Я шел мимо сретенских домов, останавливался и снова шел. Они теснили
меня, но не сдавливали, в них не было агрессии. Их разговор между собой и со
мной получался перекрестным. И голоса в нем стали звучать из разных слоев
жизни и отлетевших лет. Они вовлекли и меня в свою память, позволяя и мне
участвовать в их движениях во времени. Будто бы и я бежал теперь со
слободским людом в сторону Сретенских ворот за царем Алексеем Михайловичем в
надежде остановить его, ублажить принять челобитную, и верховые стрельцы
плетьми охлаждали меня. Будто бы и я ждал потом возка царицы, следовавшей за
мужем с богомолья из Троицы, и вместе с другими подавал ей все же
челобитную. И был опять бит, а в стрельцов уже летели камни и палки, начиная
Соляной бунт. И я стоял у Сретенских ворот Белого города и ждал Владимирскую
Богоматерь. Я стоял в нейлоновой куртке и в вельветовых брюках, я знал, что
Владимирская Богоматерь висит сейчас в Третьяковской галерее и числится
произведением темперной живописи. Но я не мешал людям, окружившим великого
князя, их не пугали, не раздражали мое присутствие, моя одежда. Я был один
из них. И, как они, жаждал и ждал чуда... И я в усердии и в азарте в горький
день смуты подавал мужикам ведра с водой, но не сбивала вода пламя,
погибелен был сретенский пожар... И я в печали и растерянности видел, как
рушили Сухаревскую башню, сестру Ивана Великого, продутую когда-то холодными
останкинскими ветрами Петрову школу навигацких и математических наук, без
коей не было бы в Москве моего университета. А потом я слышал, как ревнитель
во френче, бывший кожевник или сапожник, крикливый мужчина, открывал на
осиротевшей площади у устья Сретенки мраморную Доску почета, позже сгинувшую
и забытую (сгинул и ревнитель, но забывать о нем - грех)... И я с мосинской
винтовкой за спиной уходил осенним днем сорок первого на Перемиловские
высоты из дома номер одиннадцать (в доме том в пятьдесят четвертом году я
получал приписное свидетельство)... Меня сегодня пронизали (или пронзили)

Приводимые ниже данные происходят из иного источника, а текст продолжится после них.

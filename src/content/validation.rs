//! Validation for numeric ranges in the combat config.

use super::data::{COMBAT_SCHEMA_VERSION, CombatConfig};
use crate::difficulty::DifficultyTuning;

/// A validation error with context about what failed.
#[derive(Debug)]
pub struct ValidationError {
    pub section: String,
    pub field: &'static str,
    pub message: String,
}

impl std::fmt::Display for ValidationError {
    fn fmt(&self, f: &mut std::fmt::Formatter<'_>) -> std::fmt::Result {
        write!(f, "{}.{}: {}", self.section, self.field, self.message)
    }
}

/// Helper macro for checking a value is strictly positive
macro_rules! check_positive {
    ($errors:expr, $section:expr, $field:literal, $value:expr) => {
        if !($value > 0.0) {
            $errors.push(ValidationError {
                section: $section.to_string(),
                field: $field,
                message: format!("must be positive, got {}", $value),
            });
        }
    };
}

/// Helper macro for checking a probability lies in [0, 1]
macro_rules! check_unit {
    ($errors:expr, $section:expr, $field:literal, $value:expr) => {
        if !(0.0..=1.0).contains(&$value) {
            $errors.push(ValidationError {
                section: $section.to_string(),
                field: $field,
                message: format!("must be within [0, 1], got {}", $value),
            });
        }
    };
}

/// Validate the whole config. Returns every problem found.
pub fn validate_config(config: &CombatConfig) -> Vec<ValidationError> {
    let mut errors = Vec::new();

    if config.schema_version != COMBAT_SCHEMA_VERSION {
        errors.push(ValidationError {
            section: "root".to_string(),
            field: "schema_version",
            message: format!(
                "expected {}, got {}",
                COMBAT_SCHEMA_VERSION, config.schema_version
            ),
        });
    }

    if config.boss.base_health <= 0 {
        errors.push(ValidationError {
            section: "boss".to_string(),
            field: "base_health",
            message: format!("must be positive, got {}", config.boss.base_health),
        });
    }
    check_positive!(errors, "boss", "activation_radius", config.boss.activation_radius);
    check_positive!(errors, "boss", "arrive_distance", config.boss.arrive_distance);

    let movement = &config.player.movement;
    check_positive!(errors, "player.movement", "move_speed", movement.move_speed);
    check_positive!(errors, "player.movement", "dash_duration", movement.dash_duration);
    check_positive!(errors, "player.movement", "dash_trail_spacing", movement.dash_trail_spacing);
    check_unit!(errors, "player.movement", "ground_normal_min_y", movement.ground_normal_min_y);

    let combat = &config.player.combat;
    check_unit!(errors, "player.combat", "crit_chance", combat.crit_chance);
    check_positive!(errors, "player.combat", "parry_window", combat.parry_window);
    if combat.parry_success_cooldown > combat.parry_fail_cooldown {
        errors.push(ValidationError {
            section: "player.combat".to_string(),
            field: "parry_success_cooldown",
            message: "must not exceed parry_fail_cooldown".to_string(),
        });
    }

    for (difficulty, tuning) in config.difficulties.iter() {
        validate_tuning(&mut errors, difficulty.label(), tuning);
    }

    errors
}

fn validate_tuning(errors: &mut Vec<ValidationError>, label: &str, tuning: &DifficultyTuning) {
    let section = format!("difficulties.{}", label);
    let boss = &tuning.boss;

    check_positive!(errors, section, "health_multiplier", boss.health_multiplier);
    check_positive!(errors, section, "cross_spin.angle_step", boss.cross_spin.angle_step);
    check_positive!(errors, section, "cross_spin.delay", boss.cross_spin.delay);
    check_positive!(errors, section, "cross_spin.low_hp_delay", boss.cross_spin.low_hp_delay);
    check_positive!(errors, section, "circle_wave.ring_step", boss.circle_wave.ring_step);
    check_positive!(errors, section, "circle_wave.delay", boss.circle_wave.delay);
    check_positive!(errors, section, "circle_wave.low_hp_delay", boss.circle_wave.low_hp_delay);
    check_unit!(errors, section, "dual.chance", boss.dual.chance);

    // A zero return speed or wait limit strands boomerangs at the arena edge
    if boss.circle_wave.boomerang_rings {
        check_positive!(
            errors,
            section,
            "circle_wave.boomerang_return_speed",
            boss.circle_wave.boomerang_return_speed
        );
        check_positive!(
            errors,
            section,
            "circle_wave.boomerang_wait_limit",
            boss.circle_wave.boomerang_wait_limit
        );
    }
    if boss.homing.enabled {
        check_positive!(errors, section, "homing.interval", boss.homing.interval);
    }

    if boss.circle_wave.waves == 0 {
        errors.push(ValidationError {
            section: section.clone(),
            field: "circle_wave.waves",
            message: "must fire at least one wave".to_string(),
        });
    }
    if boss.homing.enabled && boss.homing.count == 0 {
        errors.push(ValidationError {
            section: section.clone(),
            field: "homing.count",
            message: "enabled homing must fire at least one shot".to_string(),
        });
    }
    if tuning.enemy.enabled && tuning.enemy.max_health <= 0 {
        errors.push(ValidationError {
            section: section.clone(),
            field: "enemy.max_health",
            message: "enabled enemies need positive health".to_string(),
        });
    }

    let walker = &tuning.ground_enemy;
    if walker.enabled {
        if walker.max_health <= 0 {
            errors.push(ValidationError {
                section: section.clone(),
                field: "ground_enemy.max_health",
                message: "enabled enemies need positive health".to_string(),
            });
        }
        check_positive!(errors, section, "ground_enemy.move_speed", walker.move_speed);
        check_positive!(errors, section, "ground_enemy.attack_windup", walker.attack_windup);
        check_positive!(errors, section, "ground_enemy.attack_radius", walker.attack_radius);
        if walker.attack_range >= walker.detection_radius {
            errors.push(ValidationError {
                section,
                field: "ground_enemy.attack_range",
                message: "must be shorter than detection_radius".to_string(),
            });
        }
    }
}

московские века, и я, оставаясь на Сретенке, был и сейчас и всегда, соединяя
собой столетия, физически ощущая себя в них и чувствуя прикованность к моему
городу. Есть душа города. Есть гений города. Неужели нынче я хоть на шаг
подвинулся к пониманию души и гения Москвы? Вдруг и подвинулся...
Однако... Я осадил себя. Красиво - "к пониманию души и гения
Москвы...". Но достоин ли именно я этого понимания? Достоин ли причастности
к душе и гению?.. Эко хватил! Стою-то я что? Это мне теперь легко (удобно
или даже приятно), в солнечный и торговый день на Сретенке, когда листья
удивившего меня клена не шелохнутся и не садятся контролеры в троллейбусы,
при равнинном, как выразился мой сорокалетний коллега, течении жизни,
размещать себя в самом благородном виде в московской истории. И я, выходит,
бежал с челобитной, и я тушил пожары, и я глаза напрягал, чая явления
Богородицы, и я с мосинской винтовкой шагал по мостовой... То-то молодец! Но
не бежал, не тушил, не шагал. Там были другие. А я бы смог? Выдержал бы? Кем
я был в сорок первом, мне известно: четырехлетним владельцем педальной
машины. Кем бы я был в иных столетиях со своей натурой и сутью - в веках
двенадцатом, семнадцатом, в прошлом, - я бы очень хотел знать. Но знать
этого мне не дано. Просто бы распался я в московских суглинках и песках или
бы, распавшись, все же оказался одним из тех, кто и родил, слепил, выковал,
выдохнул, сберег гений и душу города? И этого знать мне не дано. А предки
мои? Дальше дедов судеб я их не знаю. Но ведь не соображение о собственных
предках вызвало сегодня мысли о причастности к судьбе города, а вот прежде
всего дома эти сретенские в два-три этажа, желтые, белые, розовые, серые, и
их голоса... "Но погоди! - сказал я себе. - Зачем отвлекаться! Есть ли
именно сейчас нужда в рассмотрении самого себя: соответствую ли? Сопричастен
ли?".
Нет, нынче следовало не ввинчиваться внутрь себя с претензиями,
сравнениями и недовольствами, а видеть и слушать то, что открывалось мне вне
меня, в городе моем... А открывалось вот что.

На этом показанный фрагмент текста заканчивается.